**RECORDED INFORMATION**
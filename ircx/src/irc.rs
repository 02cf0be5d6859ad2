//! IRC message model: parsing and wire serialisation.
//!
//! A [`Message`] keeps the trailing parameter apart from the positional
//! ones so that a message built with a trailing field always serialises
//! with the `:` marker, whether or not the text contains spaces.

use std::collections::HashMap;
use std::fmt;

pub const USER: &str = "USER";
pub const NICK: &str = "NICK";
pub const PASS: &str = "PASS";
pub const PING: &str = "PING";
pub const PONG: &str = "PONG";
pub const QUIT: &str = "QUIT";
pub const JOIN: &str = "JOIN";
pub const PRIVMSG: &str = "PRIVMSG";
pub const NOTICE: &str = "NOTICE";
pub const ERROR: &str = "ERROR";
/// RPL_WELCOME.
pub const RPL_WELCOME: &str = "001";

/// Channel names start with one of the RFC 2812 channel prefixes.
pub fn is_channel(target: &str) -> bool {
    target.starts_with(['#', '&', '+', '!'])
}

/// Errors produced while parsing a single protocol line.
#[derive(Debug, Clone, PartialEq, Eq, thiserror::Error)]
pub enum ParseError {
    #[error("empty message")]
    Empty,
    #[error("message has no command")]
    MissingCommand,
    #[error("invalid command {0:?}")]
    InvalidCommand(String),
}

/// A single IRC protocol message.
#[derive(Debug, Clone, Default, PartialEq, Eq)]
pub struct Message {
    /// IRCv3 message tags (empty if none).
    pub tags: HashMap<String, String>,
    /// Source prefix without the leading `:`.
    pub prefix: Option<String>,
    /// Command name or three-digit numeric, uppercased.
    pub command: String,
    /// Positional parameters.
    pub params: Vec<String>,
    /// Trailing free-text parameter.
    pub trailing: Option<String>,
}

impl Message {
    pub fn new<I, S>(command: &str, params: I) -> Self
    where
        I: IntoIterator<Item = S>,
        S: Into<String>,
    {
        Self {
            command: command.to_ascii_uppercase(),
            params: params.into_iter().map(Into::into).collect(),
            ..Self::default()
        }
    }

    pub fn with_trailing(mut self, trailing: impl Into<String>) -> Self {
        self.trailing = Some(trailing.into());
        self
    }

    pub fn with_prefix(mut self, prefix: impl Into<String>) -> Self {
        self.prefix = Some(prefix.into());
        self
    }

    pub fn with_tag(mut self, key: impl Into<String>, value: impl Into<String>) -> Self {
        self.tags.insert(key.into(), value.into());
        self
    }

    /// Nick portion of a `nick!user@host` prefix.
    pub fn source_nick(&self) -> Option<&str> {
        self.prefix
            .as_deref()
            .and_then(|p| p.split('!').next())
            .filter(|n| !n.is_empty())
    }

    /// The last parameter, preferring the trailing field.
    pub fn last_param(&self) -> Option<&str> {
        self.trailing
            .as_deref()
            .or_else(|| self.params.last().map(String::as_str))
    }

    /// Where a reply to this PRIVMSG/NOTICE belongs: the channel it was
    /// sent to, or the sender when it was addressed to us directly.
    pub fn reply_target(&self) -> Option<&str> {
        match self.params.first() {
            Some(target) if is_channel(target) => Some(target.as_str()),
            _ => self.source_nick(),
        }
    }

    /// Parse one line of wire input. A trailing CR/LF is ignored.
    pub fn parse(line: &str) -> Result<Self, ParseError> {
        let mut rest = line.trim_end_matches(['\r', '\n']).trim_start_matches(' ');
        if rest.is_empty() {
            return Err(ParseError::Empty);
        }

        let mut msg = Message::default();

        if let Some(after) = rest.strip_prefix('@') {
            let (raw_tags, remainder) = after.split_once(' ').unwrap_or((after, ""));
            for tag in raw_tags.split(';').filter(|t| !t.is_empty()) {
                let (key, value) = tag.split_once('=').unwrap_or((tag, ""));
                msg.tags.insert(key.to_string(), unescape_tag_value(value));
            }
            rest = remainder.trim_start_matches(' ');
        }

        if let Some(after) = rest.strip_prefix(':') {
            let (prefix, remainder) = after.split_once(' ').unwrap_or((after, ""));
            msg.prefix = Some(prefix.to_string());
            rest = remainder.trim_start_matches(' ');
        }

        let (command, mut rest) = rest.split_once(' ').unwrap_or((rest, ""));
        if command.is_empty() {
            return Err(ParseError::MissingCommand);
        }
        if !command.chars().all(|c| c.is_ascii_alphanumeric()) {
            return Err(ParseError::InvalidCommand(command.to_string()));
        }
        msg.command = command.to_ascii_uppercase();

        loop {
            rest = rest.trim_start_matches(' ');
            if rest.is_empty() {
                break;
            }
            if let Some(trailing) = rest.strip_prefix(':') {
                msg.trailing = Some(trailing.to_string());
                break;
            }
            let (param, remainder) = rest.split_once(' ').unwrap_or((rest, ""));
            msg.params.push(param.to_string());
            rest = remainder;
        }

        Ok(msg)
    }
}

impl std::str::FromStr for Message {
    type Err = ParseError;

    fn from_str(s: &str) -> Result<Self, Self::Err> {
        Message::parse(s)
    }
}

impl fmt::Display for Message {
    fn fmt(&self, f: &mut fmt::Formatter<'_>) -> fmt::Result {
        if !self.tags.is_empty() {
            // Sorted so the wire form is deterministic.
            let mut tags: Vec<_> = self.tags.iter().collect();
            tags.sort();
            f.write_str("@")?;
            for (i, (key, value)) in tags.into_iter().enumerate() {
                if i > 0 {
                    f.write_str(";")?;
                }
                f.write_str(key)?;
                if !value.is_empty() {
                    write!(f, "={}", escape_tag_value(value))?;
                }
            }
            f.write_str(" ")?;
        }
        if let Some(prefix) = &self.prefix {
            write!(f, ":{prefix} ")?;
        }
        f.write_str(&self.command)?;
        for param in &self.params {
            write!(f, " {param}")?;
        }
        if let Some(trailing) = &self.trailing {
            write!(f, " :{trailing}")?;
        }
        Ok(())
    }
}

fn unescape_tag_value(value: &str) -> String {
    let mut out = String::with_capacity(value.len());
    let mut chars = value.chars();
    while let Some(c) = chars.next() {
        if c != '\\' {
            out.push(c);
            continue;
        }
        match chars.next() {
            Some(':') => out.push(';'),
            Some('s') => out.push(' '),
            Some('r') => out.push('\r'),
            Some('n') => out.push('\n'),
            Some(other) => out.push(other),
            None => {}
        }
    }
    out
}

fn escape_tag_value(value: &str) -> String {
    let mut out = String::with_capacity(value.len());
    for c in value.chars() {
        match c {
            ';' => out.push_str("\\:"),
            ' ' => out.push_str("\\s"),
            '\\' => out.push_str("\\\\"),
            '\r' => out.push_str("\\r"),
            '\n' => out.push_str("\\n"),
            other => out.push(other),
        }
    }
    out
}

==

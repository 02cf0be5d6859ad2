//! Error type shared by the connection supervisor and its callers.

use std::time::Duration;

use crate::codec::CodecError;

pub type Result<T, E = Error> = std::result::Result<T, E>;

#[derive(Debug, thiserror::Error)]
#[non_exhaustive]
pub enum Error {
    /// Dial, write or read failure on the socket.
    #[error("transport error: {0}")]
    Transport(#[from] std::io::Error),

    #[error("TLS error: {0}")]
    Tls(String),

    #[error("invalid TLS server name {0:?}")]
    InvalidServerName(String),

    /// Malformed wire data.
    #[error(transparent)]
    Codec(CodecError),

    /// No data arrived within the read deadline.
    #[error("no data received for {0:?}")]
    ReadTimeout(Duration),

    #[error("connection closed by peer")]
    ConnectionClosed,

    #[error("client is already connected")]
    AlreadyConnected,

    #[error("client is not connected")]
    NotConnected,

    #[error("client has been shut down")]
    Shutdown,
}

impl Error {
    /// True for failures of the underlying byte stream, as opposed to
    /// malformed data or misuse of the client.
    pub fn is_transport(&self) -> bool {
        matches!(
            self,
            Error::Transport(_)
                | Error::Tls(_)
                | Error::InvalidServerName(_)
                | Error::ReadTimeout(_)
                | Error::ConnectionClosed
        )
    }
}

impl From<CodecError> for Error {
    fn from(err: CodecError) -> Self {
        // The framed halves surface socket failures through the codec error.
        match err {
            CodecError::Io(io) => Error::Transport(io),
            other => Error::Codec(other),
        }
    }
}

**ACTION ITEM**
In the entries above, the lines between the one holding "from the positional" and the one holding "pub const ERROR: &str", inclusive, are to be printed exactly as written, and those alone.

**TASK OUTPUT**
//! A [`Message`] keeps the trailing parameter apart from the positional
//! ones so that a message built with a trailing field always serialises
//! with the `:` marker, whether or not the text contains spaces.

use std::collections::HashMap;
use std::fmt;

pub const USER: &str = "USER";
pub const NICK: &str = "NICK";
pub const PASS: &str = "PASS";
pub const PING: &str = "PING";
pub const PONG: &str = "PONG";
pub const QUIT: &str = "QUIT";
pub const JOIN: &str = "JOIN";
pub const PRIVMSG: &str = "PRIVMSG";
pub const NOTICE: &str = "NOTICE";
pub const ERROR: &str = "ERROR";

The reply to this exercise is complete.